Steve Weir December 05, 2018

As commuters look for the ideal neighborhood instead of the ideal home, replacing aging homes in desirable neighborhoods has become the way to marry the ideal neighborhood with the dream home. This redevelopment of residential properties is breathing life back into communities and changing the faces of neighborhoods all across Canada. Redeveloping sites comes with its own set of challenges, being prepared for these challenges can help ensure it is an exciting and enjoyable process right from the start.
 
Regulations: As home owners and builders are working through the permitting process with their local municipality, we regularly see owners not getting a Pre Demolition Designated Substance Survey/Report(DSS or DDR) on the building that is going to be demolished.

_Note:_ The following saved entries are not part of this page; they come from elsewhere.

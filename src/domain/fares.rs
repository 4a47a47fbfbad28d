// src/domain/fares.rs

use crate::logging::FARE_TARGET;
use regex::Regex;
use std::sync::OnceLock;
use tracing::debug;

/// One result row as the search page renders it, before any parsing.
#[derive(Debug, Clone, Default, PartialEq, Eq)]
pub struct RawRow {
    /// Text of the flight-identifier cell, e.g. "# 1234 Nonstop".
    pub flight_text: String,
    /// Text of each fare-class price cell, e.g. "$249".
    pub price_tokens: Vec<String>,
}

#[derive(Debug, Clone, PartialEq, Eq)]
pub struct FareRow {
    pub flight_number: String,
    /// Whole dollars.
    pub price: u32,
}

/// Parsed fares for one leg of one search, in page order.
#[derive(Debug, Clone, Default, PartialEq, Eq)]
pub struct FareTable {
    rows: Vec<FareRow>,
}

impl FareTable {
    pub fn from_rows(raw: &[RawRow]) -> Self {
        let rows = raw.iter().flat_map(parse_row).collect();
        Self { rows }
    }

    pub fn iter(&self) -> impl Iterator<Item = &FareRow> {
        self.rows.iter()
    }

    pub fn len(&self) -> usize {
        self.rows.len()
    }

    pub fn is_empty(&self) -> bool {
        self.rows.is_empty()
    }
}

impl From<Vec<FareRow>> for FareTable {
    fn from(rows: Vec<FareRow>) -> Self {
        Self { rows }
    }
}

fn digit_run() -> &'static Regex {
    static RE: OnceLock<Regex> = OnceLock::new();
    RE.get_or_init(|| Regex::new(r"\d+").expect("valid digit regex"))
}

fn dollar_amount() -> &'static Regex {
    static RE: OnceLock<Regex> = OnceLock::new();
    RE.get_or_init(|| {
        Regex::new(r"\$(\d{1,3}(?:,\d{3})+|\d+)").expect("valid dollar regex")
    })
}

/// First run of ASCII digits in `text`.
pub fn first_digit_run(text: &str) -> Option<&str> {
    digit_run().find(text).map(|m| m.as_str())
}

/// Every `$<digits>` amount in `text`, in order. Thousands separators are dropped.
pub fn dollar_amounts(text: &str) -> Vec<u32> {
    dollar_amount()
        .captures_iter(text)
        .filter_map(|caps| match caps[1].replace(',', "").parse::<u32>() {
            Ok(amount) => Some(amount),
            Err(e) => {
                debug!(target: FARE_TARGET, "Skipping price {:?}: {e}", &caps[0]);
                None
            }
        })
        .collect()
}

/// Turn one result row into one `FareRow` per price on it.
///
/// An empty result means the row didn't parse: there was no flight number,
/// or no dollar amount anywhere in its price cells.
pub fn parse_row(row: &RawRow) -> Vec<FareRow> {
    let Some(flight_number) = first_digit_run(&row.flight_text) else {
        return Vec::new();
    };

    row.price_tokens
        .iter()
        .flat_map(|token| dollar_amounts(token))
        .map(|price| {
            debug!(target: FARE_TARGET, "Found price ${price} for flight #{flight_number}");
            FareRow {
                flight_number: flight_number.to_string(),
                price,
            }
        })
        .collect()
}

Typically, it’s just from not knowing a DSS is required prior to demolishing any structure, and no, houses are not exempt from this requirement. Often the owner will not be aware that it is required until they are getting prices for the demolition. We’ve even seen municipalities tender large demolition projects without having a DSS completed and then delay the project until this can be properly dealt with. 
 
Being prepared and knowing about this can help the owner right from the very start of the project. In addition to a DSS being the law, having one will be helpful when considering purchasing the property, when working through the budgeting or costing phase of the project and during the tendering of the demolition work. A DSS will identify any Designated Substances, like asbestos, and quantify the amounts present. This can then be used to determine the cost to remove the asbestos in accordance with regulations and dispose of in accordance with local requirements. Another helpful thing for owners to do when budgeting for the project, is to allow for some additional costs during the abatement, as sometimes designated substances are found during the demolition of the structure, and while no one likes surprises, being prepared for them can take some of the sting out of the additional cost.
 
Permits and Disconnection of Services: Spending the time to plan out the construction and not rushing into things will start you off right. Every municipality has different requirements when it comes to demolition permits, service disconnection and reconnection. Taking the time to understand and know what is required will help in the planning and execution of the work. Permits and disconnects can take anywhere from 4 weeks to 12 weeks to obtain, depending on what your doing with the site, what you are hoping to reuse and what municipality you’re working with. Contacting each of the main service providers, water, sewer, gas and hydro, during the planning phase will ensure awareness ahead of time and will help the homeowner or contractor with the scheduling of the work.
 
Taking on a redevelopment project is exciting; the neighborhood’s landscape is changing in a positive and rewarding way for the community. Taking a practical and realistic approach to access and the constraints of the site combined with open discussions with the contractors can help the owner to leverage the experience of the team to best maximize the site space. By taking the time to carefully plan the project out, ensuring you are working with a team of experts and utilizing the team to their fullest potential, will help make your project a success.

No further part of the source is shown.